Troubleshooting your Tanzu Platform Self-Managed deployment

Last Updated March 03, 2025

Where to find Logs

Installer logs provides vital information on what went wrong. Access the installer logs - logs_installer.log in the root folder from where the installer command is run.

Service Status

Check status of all packages being installed by running following commands.

kubectl -n tanzusm get packageInstalls

Describe particular package Installs

kubectl -n tanzusm describe packageInstalls <package name>

List all apps with kapp command

kapp ls -n tanzusm --column Name

List app and resource status

kapp inspect -a  <app name listed in above command>  -n tanzusm

Prometheus Data Collection

Prometheus data can offer insights to RED metrics of the TPSM services.
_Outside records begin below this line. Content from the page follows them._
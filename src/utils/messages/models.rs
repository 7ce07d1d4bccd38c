use serde::{Deserialize, Serialize};

use crate::modules::store::Timestamp;

pub const SYSTEM_UID: &str = "system";
pub const SYSTEM_NAME: &str = "System";

/// Message stored under `chats/{chat}/messages/{id}`. Immutable once written.
#[derive(Serialize, Deserialize, Debug, Clone, PartialEq)]
#[serde(rename_all = "camelCase")]
pub struct Message {
    #[serde(default, skip_serializing_if = "String::is_empty")]
    pub id: String,
    pub text: String,
    #[serde(default)]
    pub created_at: Option<Timestamp>,
    pub uid: String,
    #[serde(default)]
    pub display_name: Option<String>,
    #[serde(default, rename = "photoURL")]
    pub photo_url: Option<String>,
}

impl Message {
    pub fn system(text: String) -> Self {
        Self {
            id: String::new(),
            text,
            created_at: Some(Timestamp::now()),
            uid: SYSTEM_UID.to_string(),
            display_name: Some(SYSTEM_NAME.to_string()),
            photo_url: None,
        }
    }

    pub fn is_system(&self) -> bool {
        self.uid == SYSTEM_UID
    }
}

/// Messages of one chat, oldest first. `chat_id` tags which chat the list
/// belongs to.
#[derive(Serialize, Debug, Clone, PartialEq, Default)]
#[serde(rename_all = "camelCase")]
pub struct MessageLog {
    pub chat_id: Option<String>,
    pub messages: Vec<Message>,
    pub loaded: bool,
    pub error: Option<String>,
}

#[derive(Serialize, Deserialize, Debug)]
pub struct NewMessage {
    pub text: String,
}
use serde::{de::DeserializeOwned, Deserialize, Deserializer, Serialize, Serializer};
use serde_json::{Map, Value};
use time::OffsetDateTime;

use super::errors::StoreError;

pub type Document = Map<String, Value>;

#[derive(Debug, Clone, Copy, PartialEq, Eq)]
pub enum SetMode {
    Overwrite,
    /// Keeps every field not present in the written data.
    Merge,
}

#[derive(Debug, Clone, PartialEq)]
pub struct DocumentSnapshot {
    pub id: String,
    pub data: Document,
}

impl DocumentSnapshot {
    pub fn decode<T: DeserializeOwned>(&self) -> Result<T, StoreError> {
        serde_json::from_value(Value::Object(self.data.clone()))
            .map_err(|e| StoreError::Decode(format!("{}: {e}", self.id)))
    }
}

#[derive(Debug, Clone, PartialEq, Default)]
pub struct QuerySnapshot {
    pub docs: Vec<DocumentSnapshot>,
}

impl QuerySnapshot {
    pub fn is_empty(&self) -> bool {
        self.docs.is_empty()
    }

    pub fn len(&self) -> usize {
        self.docs.len()
    }
}

pub fn to_document<T: Serialize>(value: &T) -> Result<Document, StoreError> {
    match serde_json::to_value(value)? {
        Value::Object(map) => Ok(map),
        other => Err(StoreError::Decode(format!(
            "expected an object, got {other}"
        ))),
    }
}

/// Point in time stored as integer microseconds since the Unix epoch, so the
/// store can order and range-compare it like any other number.
#[derive(Debug, Clone, Copy, PartialEq, Eq, PartialOrd, Ord, Hash)]
pub struct Timestamp(OffsetDateTime);

impl Timestamp {
    pub fn now() -> Self {
        Self(OffsetDateTime::now_utc())
    }

    pub fn from_micros(micros: i64) -> Result<Self, time::error::ComponentRange> {
        OffsetDateTime::from_unix_timestamp_nanos(micros as i128 * 1_000).map(Self)
    }

    pub fn as_micros(&self) -> i64 {
        (self.0.unix_timestamp_nanos() / 1_000) as i64
    }
}

impl From<OffsetDateTime> for Timestamp {
    fn from(value: OffsetDateTime) -> Self {
        Self(value)
    }
}

impl Serialize for Timestamp {
    fn serialize<S: Serializer>(&self, serializer: S) -> Result<S::Ok, S::Error> {
        serializer.serialize_i64(self.as_micros())
    }
}

impl<'de> Deserialize<'de> for Timestamp {
    fn deserialize<D: Deserializer<'de>>(deserializer: D) -> Result<Self, D::Error> {
        let micros = i64::deserialize(deserializer)?;
        Self::from_micros(micros).map_err(serde::de::Error::custom)
    }
}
Below are the steps to collect this data.

Prerequisite: jq (https://jqlang.github.io/jq/download/) mostly this will be available in jumper box if not install it and make it executable.

To create a dump of Prometheus data:

Export the cluster config file to KUBECONFIG environment variable

export KUBECONFIG=<cluster kube config file location full path>

Find out the Prometheus pod name and store it in a variable

TP_PROMETHEUS_POD="$(kubectl get pods -l app.kubernetes.io/part-of=prometheus -l app.kubernetes.io/component=server -n tanzusm -o json | jq -r .'items[0].metadata.name')"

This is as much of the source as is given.